When Emperor Charles V was elected Holy Roman Emperor in June 1519, his influential position became incredibly important for the strength of his family. Only three years before, he had inherited the vast lands of the Spanish Empire, which already spanned the far ends of the globe, and within Europe itself, he personally ruled over Spain, the Low Countries, Austria, and Naples. Charles’ aunt, Catherine of Aragon, had married into the Royal House of Tudor in England, one of the few rival monarchies to Charles’ Habsburg power. At first, she married the eldest prince, Arthur, but after his untimely death, King Henry VII arranged for Catherine to marry his new heir, the eventual Henry VIII, as his first wife.

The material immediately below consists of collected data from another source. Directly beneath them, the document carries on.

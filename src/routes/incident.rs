use actix_web::{delete, get, post, put, web, HttpRequest, HttpResponse};

use super::{deleted, Payload};
use crate::{
    access::{self, Resource},
    error::AppError,
    models::{incident::Incident, user::authenticated},
    state::AppState,
};

/// Only the caller's own incidents.
#[get("/safety")]
pub async fn get_incidents(
    state: web::Data<AppState>,
    req: HttpRequest,
) -> Result<HttpResponse, AppError> {
    let issuer = authenticated(&req)?;
    let incidents = access::list::<Incident>(&state, &issuer).await?;
    Ok(HttpResponse::Ok().json(incidents))
}
#[get("/safety/{incident_id}")]
pub async fn get_incident(
    incident_id: web::Path<String>,
    state: web::Data<AppState>,
    req: HttpRequest,
) -> Result<HttpResponse, AppError> {
    authenticated(&req)?;
    let incident = access::get::<Incident>(&state, &incident_id).await?;
    Ok(HttpResponse::Ok().json(incident))
}
#[post("/safety")]
pub async fn create_incident(
    payload: Payload,
    state: web::Data<AppState>,
    req: HttpRequest,
) -> Result<HttpResponse, AppError> {
    let issuer = authenticated(&req)?;
    let incident = access::create::<Incident>(&state, &issuer, payload.into_inner()).await?;
    Ok(HttpResponse::Created().json(incident))
}
#[put("/safety/{incident_id}")]
pub async fn update_incident(
    incident_id: web::Path<String>,
    payload: Payload,
    state: web::Data<AppState>,
    req: HttpRequest,
) -> Result<HttpResponse, AppError> {
    let issuer = authenticated(&req)?;
    let incident =
        access::update::<Incident>(&state, &issuer, &incident_id, payload.into_inner())
            .await?;
    Ok(HttpResponse::Ok().json(incident))
}
#[delete("/safety/{incident_id}")]
pub async fn delete_incident(
    incident_id: web::Path<String>,
    state: web::Data<AppState>,
    req: HttpRequest,
) -> Result<HttpResponse, AppError> {
    let issuer = authenticated(&req)?;
    access::delete::<Incident>(&state, &issuer, &incident_id).await?;
    Ok(deleted(Incident::schema().label))
}
use actix_cors::Cors;
use actix_web::{middleware::Logger, web, App, HttpServer};
use std::io;
use tracing::{error, info};
use tracing_subscriber::EnvFilter;

use sitesafe_server::{
    config::Config, database, models::user::UserAuthenticationMiddlewareFactory, routes,
    state::AppState,
};

#[actix_web::main]
async fn main() -> io::Result<()> {
    tracing_subscriber::fmt()
        .with_env_filter(EnvFilter::from_default_env())
        .init();

    let config: Config = Config::load().map_err(|e| {
        error!(error = %e, "invalid configuration");
        io::Error::new(io::ErrorKind::InvalidInput, e)
    })?;
    let store = database::connect(&config).await.map_err(|e| {
        error!(error = %e, "store initialization failed");
        io::Error::new(io::ErrorKind::Other, e)
    })?;

    let address = config.address();
    let state = web::Data::new(AppState::new(store, config));
    info!(host = %address.0, port = address.1, "starting server");

    HttpServer::new(move || {
        App::new()
            .wrap(UserAuthenticationMiddlewareFactory)
            .wrap(Logger::default())
            .wrap(Cors::permissive())
            .app_data(state.clone())
            .configure(routes::configure)
    })
    .bind(address)?
    .run()
    .await?;

    info!("server stopped");
    Ok(())
}
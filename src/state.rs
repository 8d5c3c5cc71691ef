use crate::{config::Config, database::Store};

/// Shared by every worker thread through `web::Data`.
pub struct AppState {
    pub store: Store,
    pub config: Config,
}

impl AppState {
    pub fn new(store: Store, config: Config) -> Self {
        Self { store, config }
    }
}
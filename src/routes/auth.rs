use actix_web::{get, post, web, HttpRequest, HttpResponse};
use tracing::info;

use crate::{
    error::AppError,
    models::user::{authenticated, User, UserCredential, UserRequest, UserResponse},
    state::AppState,
};

#[post("/auth/register")]
pub async fn register(
    payload: web::Json<UserRequest>,
    state: web::Data<AppState>,
) -> Result<HttpResponse, AppError> {
    let mut user: User = User::from_request(payload.into_inner())?;
    let _id = user.save(state.store.as_ref()).await?;
    info!(%_id, "registered user");

    let token = UserCredential::issue(&state.config, &_id)?;
    Ok(HttpResponse::Created().json(user.session(token)?))
}
#[post("/auth/login")]
pub async fn login(
    payload: web::Json<UserCredential>,
    state: web::Data<AppState>,
) -> Result<HttpResponse, AppError> {
    let session = payload.authenticate(&state).await?;
    Ok(HttpResponse::Ok().json(session))
}
#[get("/auth/me")]
pub async fn me(req: HttpRequest) -> Result<HttpResponse, AppError> {
    let issuer = authenticated(&req)?;
    Ok(HttpResponse::Ok().json(UserResponse::from(issuer.as_ref())))
}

Mary I We all know the legends of Henry VIII and his six wives, but I always found a sad spot in my heart for poor Catherine. Call me an Hispanophile, but she was in no easy position. After six pregnancies, only Princess Mary survived, and Henry would stop at nothing to have a male heir. By 1525, Catherine, already five years Henry’s senior, was over forty and seemed unlikely to become pregnant again. When Henry tried to pressure the Pope into granting an annulment, his envoy was prevented from gaining access because the Pope was Emperor Charles’ prisoner. Naturally, he was on his aunt’s side, but Henry was determined to prevail. Enter: the English Reformation.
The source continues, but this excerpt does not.